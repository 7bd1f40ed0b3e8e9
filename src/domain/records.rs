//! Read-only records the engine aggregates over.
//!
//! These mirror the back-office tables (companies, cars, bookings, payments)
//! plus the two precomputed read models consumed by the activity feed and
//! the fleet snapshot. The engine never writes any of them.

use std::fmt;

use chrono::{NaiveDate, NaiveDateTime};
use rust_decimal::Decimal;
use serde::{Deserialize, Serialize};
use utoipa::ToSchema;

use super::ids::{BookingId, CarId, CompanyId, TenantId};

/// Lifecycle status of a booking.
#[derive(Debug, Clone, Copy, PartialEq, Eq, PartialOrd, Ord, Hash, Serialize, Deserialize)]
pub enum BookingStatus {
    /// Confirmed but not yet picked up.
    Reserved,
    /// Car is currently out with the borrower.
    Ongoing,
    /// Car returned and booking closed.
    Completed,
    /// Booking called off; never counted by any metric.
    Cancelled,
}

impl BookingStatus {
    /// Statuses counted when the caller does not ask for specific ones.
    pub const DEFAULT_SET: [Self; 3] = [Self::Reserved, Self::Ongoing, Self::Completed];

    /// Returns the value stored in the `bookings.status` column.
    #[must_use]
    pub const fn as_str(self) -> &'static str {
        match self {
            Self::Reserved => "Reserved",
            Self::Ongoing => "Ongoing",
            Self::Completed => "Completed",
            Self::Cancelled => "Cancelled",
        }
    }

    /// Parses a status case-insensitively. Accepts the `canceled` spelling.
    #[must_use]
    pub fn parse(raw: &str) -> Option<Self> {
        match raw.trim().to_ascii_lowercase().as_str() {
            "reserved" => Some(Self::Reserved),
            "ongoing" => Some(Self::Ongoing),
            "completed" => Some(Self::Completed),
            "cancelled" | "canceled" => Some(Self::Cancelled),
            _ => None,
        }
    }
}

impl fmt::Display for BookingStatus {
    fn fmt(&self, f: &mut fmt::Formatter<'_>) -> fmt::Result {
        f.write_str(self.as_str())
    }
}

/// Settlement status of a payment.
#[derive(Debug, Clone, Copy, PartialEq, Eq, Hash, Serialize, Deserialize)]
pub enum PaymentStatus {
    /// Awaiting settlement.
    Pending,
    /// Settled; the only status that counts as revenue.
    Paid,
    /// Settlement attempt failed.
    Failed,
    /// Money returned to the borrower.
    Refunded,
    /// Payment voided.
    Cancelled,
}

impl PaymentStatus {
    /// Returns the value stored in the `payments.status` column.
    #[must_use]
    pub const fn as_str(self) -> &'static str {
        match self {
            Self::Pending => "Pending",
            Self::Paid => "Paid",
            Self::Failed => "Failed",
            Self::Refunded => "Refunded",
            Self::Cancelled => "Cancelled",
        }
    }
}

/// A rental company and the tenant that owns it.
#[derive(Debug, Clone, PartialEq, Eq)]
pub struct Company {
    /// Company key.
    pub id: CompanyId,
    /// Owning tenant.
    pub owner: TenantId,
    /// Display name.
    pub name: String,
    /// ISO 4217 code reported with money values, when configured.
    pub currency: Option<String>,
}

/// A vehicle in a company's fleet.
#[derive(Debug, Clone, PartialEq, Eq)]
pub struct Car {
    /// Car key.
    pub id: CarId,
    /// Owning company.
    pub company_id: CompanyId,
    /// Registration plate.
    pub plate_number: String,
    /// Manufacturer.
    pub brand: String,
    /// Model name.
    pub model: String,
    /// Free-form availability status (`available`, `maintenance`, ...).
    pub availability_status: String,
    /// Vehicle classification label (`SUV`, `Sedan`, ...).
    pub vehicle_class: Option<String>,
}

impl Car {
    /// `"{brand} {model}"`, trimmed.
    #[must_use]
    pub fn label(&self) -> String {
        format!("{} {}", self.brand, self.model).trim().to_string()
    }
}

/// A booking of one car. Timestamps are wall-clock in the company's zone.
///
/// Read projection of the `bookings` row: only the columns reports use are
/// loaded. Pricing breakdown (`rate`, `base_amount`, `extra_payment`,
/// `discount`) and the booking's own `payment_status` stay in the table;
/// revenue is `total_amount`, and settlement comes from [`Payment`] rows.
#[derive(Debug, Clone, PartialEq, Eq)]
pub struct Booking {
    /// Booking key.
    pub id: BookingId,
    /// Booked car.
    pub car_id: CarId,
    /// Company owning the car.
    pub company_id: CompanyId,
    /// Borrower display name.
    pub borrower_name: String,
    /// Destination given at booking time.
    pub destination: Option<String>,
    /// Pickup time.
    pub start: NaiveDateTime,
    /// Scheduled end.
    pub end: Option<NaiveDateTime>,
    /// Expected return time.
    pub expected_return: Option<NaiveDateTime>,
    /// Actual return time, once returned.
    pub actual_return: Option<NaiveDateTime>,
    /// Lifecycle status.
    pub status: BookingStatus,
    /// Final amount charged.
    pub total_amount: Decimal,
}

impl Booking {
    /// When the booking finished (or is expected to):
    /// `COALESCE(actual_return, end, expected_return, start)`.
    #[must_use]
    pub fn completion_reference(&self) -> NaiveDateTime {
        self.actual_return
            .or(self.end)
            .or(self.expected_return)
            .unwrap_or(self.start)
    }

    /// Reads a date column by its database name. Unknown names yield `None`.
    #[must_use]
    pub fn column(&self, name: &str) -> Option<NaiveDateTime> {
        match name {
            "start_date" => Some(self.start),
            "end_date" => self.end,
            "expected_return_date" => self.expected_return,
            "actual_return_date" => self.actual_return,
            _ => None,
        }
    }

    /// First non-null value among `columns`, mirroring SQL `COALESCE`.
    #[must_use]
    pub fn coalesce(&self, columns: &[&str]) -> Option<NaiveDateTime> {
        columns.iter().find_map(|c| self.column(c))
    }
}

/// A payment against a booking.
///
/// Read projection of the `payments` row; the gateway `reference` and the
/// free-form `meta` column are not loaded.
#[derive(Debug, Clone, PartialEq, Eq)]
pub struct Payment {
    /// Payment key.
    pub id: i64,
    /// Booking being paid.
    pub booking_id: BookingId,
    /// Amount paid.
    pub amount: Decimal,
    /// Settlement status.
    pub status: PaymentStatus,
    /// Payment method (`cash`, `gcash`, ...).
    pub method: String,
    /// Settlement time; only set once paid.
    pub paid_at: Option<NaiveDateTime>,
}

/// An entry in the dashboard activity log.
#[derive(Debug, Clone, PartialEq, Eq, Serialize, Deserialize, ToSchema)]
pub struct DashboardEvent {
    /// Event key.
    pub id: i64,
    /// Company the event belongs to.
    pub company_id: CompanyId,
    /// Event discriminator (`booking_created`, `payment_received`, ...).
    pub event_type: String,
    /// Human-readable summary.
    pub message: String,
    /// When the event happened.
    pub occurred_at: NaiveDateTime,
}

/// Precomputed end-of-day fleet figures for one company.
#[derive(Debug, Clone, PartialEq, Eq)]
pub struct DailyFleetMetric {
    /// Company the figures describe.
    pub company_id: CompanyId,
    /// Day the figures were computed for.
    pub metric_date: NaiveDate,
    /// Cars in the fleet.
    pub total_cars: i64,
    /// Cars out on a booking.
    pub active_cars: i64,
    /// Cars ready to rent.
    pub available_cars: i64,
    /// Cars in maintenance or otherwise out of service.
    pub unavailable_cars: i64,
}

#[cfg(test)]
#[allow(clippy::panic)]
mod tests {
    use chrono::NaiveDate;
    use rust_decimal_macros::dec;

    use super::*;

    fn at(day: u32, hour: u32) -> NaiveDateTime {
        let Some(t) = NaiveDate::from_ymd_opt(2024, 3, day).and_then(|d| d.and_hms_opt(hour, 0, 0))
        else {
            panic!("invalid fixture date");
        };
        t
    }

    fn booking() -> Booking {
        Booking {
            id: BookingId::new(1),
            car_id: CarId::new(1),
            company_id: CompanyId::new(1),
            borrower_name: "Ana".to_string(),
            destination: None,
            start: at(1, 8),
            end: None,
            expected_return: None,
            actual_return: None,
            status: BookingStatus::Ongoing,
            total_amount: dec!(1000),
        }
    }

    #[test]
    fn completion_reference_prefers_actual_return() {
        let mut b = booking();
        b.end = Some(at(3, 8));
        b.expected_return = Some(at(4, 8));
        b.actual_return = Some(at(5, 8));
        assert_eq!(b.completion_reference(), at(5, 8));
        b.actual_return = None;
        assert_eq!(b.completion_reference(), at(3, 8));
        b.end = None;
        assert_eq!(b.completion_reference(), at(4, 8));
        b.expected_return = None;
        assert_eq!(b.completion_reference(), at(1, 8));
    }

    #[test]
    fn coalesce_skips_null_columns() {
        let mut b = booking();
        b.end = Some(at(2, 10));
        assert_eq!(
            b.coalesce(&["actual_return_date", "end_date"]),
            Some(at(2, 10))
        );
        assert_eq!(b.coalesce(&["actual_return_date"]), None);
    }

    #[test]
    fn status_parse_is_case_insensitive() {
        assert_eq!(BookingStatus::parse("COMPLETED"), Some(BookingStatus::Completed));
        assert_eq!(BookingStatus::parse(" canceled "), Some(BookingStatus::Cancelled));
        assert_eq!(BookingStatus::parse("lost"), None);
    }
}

****************

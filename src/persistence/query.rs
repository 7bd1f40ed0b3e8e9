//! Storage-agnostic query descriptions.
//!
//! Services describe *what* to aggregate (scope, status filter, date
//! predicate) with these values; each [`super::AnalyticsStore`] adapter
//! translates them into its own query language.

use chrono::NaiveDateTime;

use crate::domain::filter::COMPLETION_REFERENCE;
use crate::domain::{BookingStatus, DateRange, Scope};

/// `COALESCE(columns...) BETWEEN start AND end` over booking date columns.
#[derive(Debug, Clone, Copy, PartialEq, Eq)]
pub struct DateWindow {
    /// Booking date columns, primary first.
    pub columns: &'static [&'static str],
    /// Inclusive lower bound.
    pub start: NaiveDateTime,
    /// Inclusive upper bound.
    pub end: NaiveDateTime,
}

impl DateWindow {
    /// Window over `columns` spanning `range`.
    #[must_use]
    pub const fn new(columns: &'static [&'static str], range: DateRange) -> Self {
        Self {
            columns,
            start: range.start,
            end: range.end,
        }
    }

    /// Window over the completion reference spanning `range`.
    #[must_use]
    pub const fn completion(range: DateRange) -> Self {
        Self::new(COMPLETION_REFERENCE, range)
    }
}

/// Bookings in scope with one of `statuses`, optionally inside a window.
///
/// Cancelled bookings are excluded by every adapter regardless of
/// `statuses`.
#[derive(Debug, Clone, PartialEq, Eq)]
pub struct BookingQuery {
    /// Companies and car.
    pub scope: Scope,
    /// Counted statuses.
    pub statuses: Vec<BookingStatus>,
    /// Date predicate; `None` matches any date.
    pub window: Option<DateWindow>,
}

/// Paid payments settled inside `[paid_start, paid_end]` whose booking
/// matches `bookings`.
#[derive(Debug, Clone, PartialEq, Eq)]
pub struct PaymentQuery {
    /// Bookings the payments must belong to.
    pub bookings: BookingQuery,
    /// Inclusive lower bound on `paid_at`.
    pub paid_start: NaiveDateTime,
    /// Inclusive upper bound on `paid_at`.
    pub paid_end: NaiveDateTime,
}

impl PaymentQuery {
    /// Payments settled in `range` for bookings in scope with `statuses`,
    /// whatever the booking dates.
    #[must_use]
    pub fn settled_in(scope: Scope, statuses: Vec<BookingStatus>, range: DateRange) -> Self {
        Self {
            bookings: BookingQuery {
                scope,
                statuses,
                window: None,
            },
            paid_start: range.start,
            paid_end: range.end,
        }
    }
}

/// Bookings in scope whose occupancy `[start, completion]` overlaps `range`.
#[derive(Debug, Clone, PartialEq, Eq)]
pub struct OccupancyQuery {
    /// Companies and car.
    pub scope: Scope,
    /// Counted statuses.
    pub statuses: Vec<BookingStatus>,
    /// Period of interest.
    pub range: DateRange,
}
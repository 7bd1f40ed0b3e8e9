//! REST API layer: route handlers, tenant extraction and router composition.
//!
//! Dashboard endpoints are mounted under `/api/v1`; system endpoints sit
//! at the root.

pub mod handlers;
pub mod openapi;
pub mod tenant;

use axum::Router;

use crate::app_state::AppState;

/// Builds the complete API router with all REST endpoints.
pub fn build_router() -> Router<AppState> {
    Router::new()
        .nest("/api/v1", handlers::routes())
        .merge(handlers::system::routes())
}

****************

#### Aim of the exercise:
Show every line of the records above that contains the word "predicate".

#### Exercise response:
//! predicate) with these values; each [`super::AnalyticsStore`] adapter
    /// Date predicate; `None` matches any date.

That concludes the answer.